In sum, as I said in tribute to Zakia appa, the day before yesterday, “You graced the courts, our homes and hearts. You did so with unwavering fortitude. Theirs is the loss who could not recognise the scale and magnitude of the loss for just what it was.” For the Jaffris and us, at CJP, who handed over 68 cases concerning the Gujarat carnage, despite all efforts, the state has never fully succeeded in curtailing some substantive successes of the wider battle.

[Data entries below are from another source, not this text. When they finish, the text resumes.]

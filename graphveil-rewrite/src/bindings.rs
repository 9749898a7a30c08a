//! Candidate-type bindings.
//!
//! Three insertion-ordered maps computed once by the type inferencer and
//! only shrunk afterwards: subject/object variables to their candidate
//! `rdf:type` IRIs, constant subject/object IRIs to theirs, and predicate
//! variables to their candidate predicate IRIs.

use graphveil_core::{Iri, Term, Var};
use graphveil_sparql::ast::GraphPattern;

/// Candidate types for the entities of a query pattern.
#[derive(Clone, Debug, Default)]
pub struct TypeBindings {
    vars: Vec<(Var, Vec<Iri>)>,
    uris: Vec<(Iri, Vec<Iri>)>,
    predicates: Vec<(Var, Vec<Iri>)>,
}

impl TypeBindings {
    /// Empty bindings.
    pub fn new() -> Self {
        Self::default()
    }

    /// Record candidate types for a subject/object variable.
    pub fn insert_var(&mut self, var: Var, types: Vec<Iri>) {
        self.vars.push((var, types));
    }

    /// Record candidate types for a constant subject/object IRI.
    pub fn insert_uri(&mut self, uri: Iri, types: Vec<Iri>) {
        self.uris.push((uri, types));
    }

    /// Record candidate predicate IRIs for a predicate variable.
    pub fn insert_predicate(&mut self, var: Var, predicates: Vec<Iri>) {
        self.predicates.push((var, predicates));
    }

    /// Candidate types of a variable (empty when unknown).
    pub fn var_types(&self, var: &Var) -> &[Iri] {
        self.vars
            .iter()
            .find(|(v, _)| v == var)
            .map(|(_, types)| types.as_slice())
            .unwrap_or(&[])
    }

    /// Candidate types of a constant IRI (empty when unknown).
    pub fn uri_types(&self, uri: &Iri) -> &[Iri] {
        self.uris
            .iter()
            .find(|(u, _)| u == uri)
            .map(|(_, types)| types.as_slice())
            .unwrap_or(&[])
    }

    /// Candidate predicate IRIs of a predicate variable.
    pub fn predicate_types(&self, var: &Var) -> &[Iri] {
        self.predicates
            .iter()
            .find(|(v, _)| v == var)
            .map(|(_, types)| types.as_slice())
            .unwrap_or(&[])
    }

    /// The tracked subject/object variables, in discovery order.
    pub fn node_vars(&self) -> Vec<Var> {
        self.vars.iter().map(|(v, _)| v.clone()).collect()
    }

    /// The tracked constant IRIs, in discovery order.
    pub fn node_uris(&self) -> Vec<Iri> {
        self.uris.iter().map(|(u, _)| u.clone()).collect()
    }

    /// Drop every entry whose entity no longer occurs in the pattern.
    pub fn prune(&mut self, pattern: &GraphPattern) {
        self.vars.retain(|(v, _)| {
            let term = Term::Var(v.clone());
            pattern
                .triples
                .iter()
                .any(|t| t.subject == term || t.object == term)
        });
        self.uris.retain(|(u, _)| {
            let term = Term::Iri(u.clone());
            pattern
                .triples
                .iter()
                .any(|t| t.subject == term || t.object == term)
        });
        self.predicates.retain(|(v, _)| {
            let term = Term::Var(v.clone());
            pattern.triples.iter().any(|t| t.predicate == term)
        });
    }
}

As a footnote, I would like to record here what Zakia Appa, Tanveer, and I often discussed over the years: how high the costs have been, especially for some. For us at CJP, the stellar legal aid provided by our teams epitomises a constitutional right under Article 39-A, and at significant cost, we undertook this battle. Our trustees stood in staunch support. Alongside a committed group of High Court and Supreme Court counsel, we owe a special debt to advocate Suhel Tirmizi of the Gujarat High Court. His sacrifice, commitment, and services were invaluable – not only in being the guiding force behind setting up multiple legal teams of senior and junior lawyers to handle various trials, but specifically in the Zakia Jafri case. From 2006 to 2011, when the case first reached the Supreme Court, his contribution has been immense, and the personal costs he paid, heavy. We pay our tributes to him. There are too many lawyers – at the trial court, High Court, and Supreme Court – to mention here, but their efforts have been equally vital.

I end with this powerful poem penned by Farahdeen Khan and sent to be my dear friend Rukmini, who recognised how personal this loss was for me.

The Betrayal of Fire

She stood, a woman forged in the furnace of grief,

a widow not of one, but of a thousand souls,

each name etched in ash, in silence, in the acrid smoke

that curled from the pyres of justice undone.

Zakia, they left you among ruins, among bones

that the earth itself shuddered to cradle.

They call this nation a mother, but what mother devours

her daughters and spits their bones to the wind?

The gavel did not fall—it was hurled,

a cudgel masquerading as law.

Each robed man who turned his back

added another brick to the mausoleum of truth.

And what of the one who stood beside her?

Teesta, shackled for daring to bear witness,

for daring to say what history chokes on,

for dragging the carcass of conscience into the light.

What price for remembrance, for defiance?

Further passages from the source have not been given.